Documents associated with: Mr Whistler's Exhibition, Flemish Gallery, Pall Mall, London, 1874
Record 19 of 71
System Number: 01621
Date: [September 1874/July 1875?][1]
Author: JW
Place: Liverpool[2]
Recipient: Cyril Flower[3]
Place: [London?]
Repository: Glasgow University Library
Call Number: MS Whistler F553
Document Type: ALS
[embossed monogram:] 'FRL'
Speke Hall - near Liverpool -
Thursday -
My dear Flower -
Among all the delightful people I used to see on your plantation and at the 'Hotel Flower' in town - there was one who especially fascinated me -
Lady Elizabeth Romilly[4] I always remember as one of the most charming people it was ever my happiness to meet - so kind - so natural - and with a courtesy so sweet, that the manner one has been told was peculiar to the Faubourg St.
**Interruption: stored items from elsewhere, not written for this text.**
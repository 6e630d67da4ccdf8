//! OAuth2 authorization-code client for the supported identity providers.

use async_trait::async_trait;
use reqwest::Url;
use reqwest::header::ACCEPT;
use serde::Deserialize;
use serde_json::Value as JsonValue;

use crate::config::OAuthClientConfig;
use crate::error::{AppError, AppResult};
use crate::external::client::HTTP_CLIENT;
use crate::models::OAuthProvider;

/// Identity returned by a provider after a successful code exchange.
#[derive(Debug, Clone, PartialEq, Eq)]
pub struct OAuthProfile {
    pub email: String,
    pub name: String,
}

/// Endpoint set of a provider, after applying configured overrides.
#[derive(Debug, Clone, PartialEq, Eq)]
pub struct OAuthEndpoints {
    pub authorize_url: String,
    pub token_url: String,
    pub userinfo_url: String,
    pub scopes: Vec<String>,
}

impl OAuthEndpoints {
    /// Provider defaults, overridden field by field from `client`.
    pub fn resolve(provider: OAuthProvider, client: &OAuthClientConfig) -> AppResult<Self> {
        let (authorize, token, userinfo, scopes): (&str, &str, &str, &[&str]) = match provider {
            OAuthProvider::Google => (
                "https://accounts.google.com/o/oauth2/v2/auth",
                "https://oauth2.googleapis.com/token",
                "https://openidconnect.googleapis.com/v1/userinfo",
                &["openid", "email", "profile"],
            ),
            OAuthProvider::Facebook => (
                "https://www.facebook.com/v19.0/dialog/oauth",
                "https://graph.facebook.com/v19.0/oauth/access_token",
                "https://graph.facebook.com/me?fields=email,name",
                &["email", "public_profile"],
            ),
            OAuthProvider::Github => (
                "https://github.com/login/oauth/authorize",
                "https://github.com/login/oauth/access_token",
                "https://api.github.com/user",
                &["read:user", "user:email"],
            ),
            OAuthProvider::Microsoft => (
                "https://login.microsoftonline.com/common/oauth2/v2.0/authorize",
                "https://login.microsoftonline.com/common/oauth2/v2.0/token",
                "https://graph.microsoft.com/v1.0/me",
                &["openid", "email", "profile", "User.Read"],
            ),
            OAuthProvider::Local => {
                return Err(AppError::not_found("oauth_provider", "name", provider));
            }
        };

        Ok(Self {
            authorize_url: client.authorize_url.clone().unwrap_or_else(|| authorize.to_string()),
            token_url: client.token_url.clone().unwrap_or_else(|| token.to_string()),
            userinfo_url: client.userinfo_url.clone().unwrap_or_else(|| userinfo.to_string()),
            scopes: if client.scopes.is_empty() {
                scopes.iter().map(ToString::to_string).collect()
            } else {
                client.scopes.clone()
            },
        })
    }

    /// Authorization URL the browser is redirected to.
    pub fn authorization_url(&self, client: &OAuthClientConfig, state: &str) -> AppResult<String> {
        let mut url = Url::parse(&self.authorize_url).map_err(AppError::internal)?;
        url.query_pairs_mut()
            .append_pair("response_type", "code")
            .append_pair("client_id", &client.client_id)
            .append_pair("redirect_uri", &client.redirect_url)
            .append_pair("scope", &self.scopes.join(" "))
            .append_pair("state", state);
        Ok(url.into())
    }
}

/// Exchanges authorization codes for user profiles.
#[async_trait]
pub trait OAuthClient: Send + Sync {
    async fn fetch_profile(
        &self,
        provider: OAuthProvider,
        client: &OAuthClientConfig,
        code: &str,
    ) -> AppResult<OAuthProfile>;
}

#[derive(Debug, Deserialize)]
struct TokenResponse {
    access_token: String,
}

#[derive(Debug, Deserialize)]
struct GithubEmail {
    email: String,
    primary: bool,
    verified: bool,
}

/// OAuth client over the shared HTTP client.
#[derive(Debug, Clone, Default)]
pub struct HttpOAuthClient;

impl HttpOAuthClient {
    async fn exchange_code(
        &self,
        endpoints: &OAuthEndpoints,
        client: &OAuthClientConfig,
        code: &str,
    ) -> AppResult<String> {
        let response = HTTP_CLIENT
            .post(&endpoints.token_url)
            .header(ACCEPT, "application/json")
            .form(&[
                ("grant_type", "authorization_code"),
                ("code", code),
                ("redirect_uri", client.redirect_url.as_str()),
                ("client_id", client.client_id.as_str()),
                ("client_secret", client.client_secret.as_str()),
            ])
            .send()
            .await
            .map_err(AppError::internal)?;

        if !response.status().is_success() {
            tracing::warn!(status = %response.status(), "OAuth code exchange rejected");
            return Err(AppError::unauthorized("Invalid authorization code"));
        }

        let token: TokenResponse = response
            .json()
            .await
            .map_err(|_| AppError::unauthorized("Invalid authorization code"))?;
        Ok(token.access_token)
    }

    async fn get_json(&self, url: &str, access_token: &str) -> AppResult<JsonValue> {
        let response = HTTP_CLIENT
            .get(url)
            .bearer_auth(access_token)
            .header(ACCEPT, "application/json")
            .send()
            .await
            .map_err(AppError::internal)?
            .error_for_status()
            .map_err(AppError::internal)?;

        response.json().await.map_err(AppError::internal)
    }

    /// GitHub hides private emails from `/user`; ask the emails endpoint.
    async fn github_primary_email(&self, access_token: &str) -> AppResult<Option<String>> {
        let emails: Vec<GithubEmail> = serde_json::from_value(
            self.get_json("https://api.github.com/user/emails", access_token)
                .await?,
        )
        .map_err(AppError::internal)?;

        Ok(emails
            .into_iter()
            .find(|email| email.primary && email.verified)
            .map(|email| email.email))
    }
}

#[async_trait]
impl OAuthClient for HttpOAuthClient {
    async fn fetch_profile(
        &self,
        provider: OAuthProvider,
        client: &OAuthClientConfig,
        code: &str,
    ) -> AppResult<OAuthProfile> {
        let endpoints = OAuthEndpoints::resolve(provider, client)?;
        let access_token = self.exchange_code(&endpoints, client, code).await?;
        let mut body = self.get_json(&endpoints.userinfo_url, &access_token).await?;

        if provider == OAuthProvider::Github
            && body.get("email").and_then(JsonValue::as_str).is_none()
            && let Some(email) = self.github_primary_email(&access_token).await?
            && let Some(object) = body.as_object_mut()
        {
            object.insert("email".to_string(), JsonValue::String(email));
        }

        profile_from_json(provider, &body)
            .ok_or_else(|| AppError::unauthorized("Provider did not return an email address"))
    }
}

/// Picks email and display name out of a provider's userinfo document.
pub fn profile_from_json(provider: OAuthProvider, body: &JsonValue) -> Option<OAuthProfile> {
    let field = |key: &str| {
        body.get(key)
            .and_then(JsonValue::as_str)
            .map(str::trim)
            .filter(|value| !value.is_empty())
    };

    let (email, name) = match provider {
        OAuthProvider::Microsoft => (
            field("mail").or_else(|| field("userPrincipalName")),
            field("displayName"),
        ),
        OAuthProvider::Github => (field("email"), field("name").or_else(|| field("login"))),
        _ => (field("email"), field("name")),
    };

    let email = email?.to_lowercase();
    let name = name
        .map(ToString::to_string)
        .unwrap_or_else(|| email.split('@').next().unwrap_or_default().to_string());

    Some(OAuthProfile { email, name })
}
//! accounts-rs library
//!
//! User accounts, authentication and profile management over a JSON API.

use shadow_rs::shadow;
shadow!(build);

pub mod api;
pub mod cache;
pub mod cli;
pub mod config;
pub mod db;
pub mod error;
pub mod external;
pub mod jobs;
pub mod logger;
pub mod models;
pub mod repositories;
pub mod schema;
pub mod server;
pub mod services;
pub mod state;
pub mod utils;

#[cfg(test)]
pub(crate) mod test_support;

pub use state::AppState;

pub fn pkg_version() -> &'static str {
    build::PKG_VERSION
}
//! Logging middleware for request/response tracing.

use std::time::Instant;

use axum::{extract::Request, middleware::Next, response::Response};
use tracing::{Instrument, Level, span};

use super::RequestId;

/// Logs every request and its response inside an `http_request` span that
/// carries the request ID.
pub async fn logging_middleware(request: Request, next: Next) -> Response {
    let method = request.method().clone();
    let path = request.uri().path().to_string();
    let request_id = request
        .extensions()
        .get::<RequestId>()
        .map(|r| r.0.clone())
        .unwrap_or_else(|| "unknown".to_string());

    let span = span!(
        Level::INFO,
        "http_request",
        method = %method,
        path = %path,
        request_id = %request_id
    );

    async move {
        tracing::debug!("Request received");

        let start = Instant::now();
        let response = next.run(request).await;
        let duration_ms = start.elapsed().as_millis() as u64;
        let status = response.status();

        if status.is_server_error() {
            tracing::error!(status = status.as_u16(), duration_ms, "Response sent");
        } else if status.is_client_error() {
            tracing::warn!(status = status.as_u16(), duration_ms, "Response sent");
        } else {
            tracing::info!(status = status.as_u16(), duration_ms, "Response sent");
        }

        response
    }
    .instrument(span)
    .await
}
//! Cache module providing runtime-configurable caching with multiple backends.
//!
//! Sessions, the refresh-token blacklist and pending OAuth states are kept
//! here. Supported backends:
//! - Memory cache (in-process, per-entry expiry)
//! - Redis cache (distributed, shared between instances)
//!
//! # Configuration
//!
//! ```toml
//! [cache]
//! enabled = true
//! backend = "memory"  # or "redis"
//!
//! [cache.memory]
//! max_size = 10000
//! ttl_seconds = 3600
//!
//! [cache.redis]
//! url = "redis://127.0.0.1:6379"
//! ttl_seconds = 3600
//! pool_size = 10
//! connection_timeout = 5
//! key_prefix = "accounts:"
//! tls_enabled = false
//! ```
//!
//! When `enabled = false` a no-op backend is used and every read misses.

mod error;
mod manager;
mod memory;
mod noop;
mod redis;
mod traits;

pub use error::CacheError;
pub use manager::CacheManager;
pub use memory::MemoryCache;
pub use noop::NoOpCache;
pub use traits::AppCache;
Germain[5] in the finest days of the Vielle [sic] Roche[6], must have been like that! -
[p. 2] She came one morning to my Gallery[7] and seemed so much interested in what was there - pointing out with such right instinct the particular works she sympathized with - not only among the paintings - but the drawings and sketches - that the painter was simply enchanted and has never forgotten it - I hope one of these days you will take me with you to call upon her - Meanwhile could you not present my compliments to Lady Romilly and say from me how greatly pleased I should be if she cared to go some afternoon to look at the Nocturne[8]? -
It is perhaps but little to show for the trouble - and unhappily the Mother[9] is too ill to receive her -
Still I should like to show her her to see[10] this picture, as she might be pleased with it and I may so recall myself not unfavorably to her memory -
I have received your note mon cher - but you will have to write me a line after you have looked at the Nocturne -
I shall be in town soon -
En attendant
Ever Yours
J A McN. Whistler -
This document is protected by copyright.
Notes:
1. [September 1874/July 1875?]
This must date from after JW's first solo exhibition at the Flemish Gallery in June 1874 but before his mother left to live in Hastings in August 1875. Merrill dates it 1875 (Merrill, Linda, The Peacock Room. A Cultural Biography, New Haven and London, 1998, pp. 208-09).
2. Cyril Flower
Cyril Flower (1843-1907), barrister, Liberal MP, 1st Baron Battersea [more]. Flower bought Variations in Pink and Grey: Chelsea (YMSM 105) at some time after 1873.
3. Liverpool
Speke Hall, near Liverpool, was the home of Frederick Richards Leyland (1832-1892), ship-owner and art collector [more], where JW was a guest from September 1874 (see #09605).
4. Lady Elizabeth Romilly
Lady Elizabeth Romilly (1820-1892), wife of Col. F. Romilly [more]. JW's letter to her, presumably following up this approach, is #05350.
5. Faubourg St. Germain
A fashionable area on the Left Bank of the Seine in Paris.
6. Vielle Roche
Possibly the Café de la Rochefoucault, known as 'La Roche' and frequented by the Impressionists. It was on the corner of the Rue de la Rochefoucault and the rue Notre Dame de Lorette. It was an area well known to JW, who, many years later, did an etching of the Rue de la Rochefoucault (K.419).
7. Gallery
Mr Whistler's Exhibition, Flemish Gallery, Pall Mall, London, 1874.
8. Nocturne
Probably Nocturne: Blue and Silver - Bognor (YMSM 100) (see Merrill, Linda, The Peacock Room. A Cultural Biography, New Haven and London, 1998, pp. 208-09).
9. Mother
Anna Matilda Whistler (1804-1881), née McNeill, JW's mother [more]. On 8 August 1875 she moved to Hastings for her health.
10. her to see
Written on top of deleted words.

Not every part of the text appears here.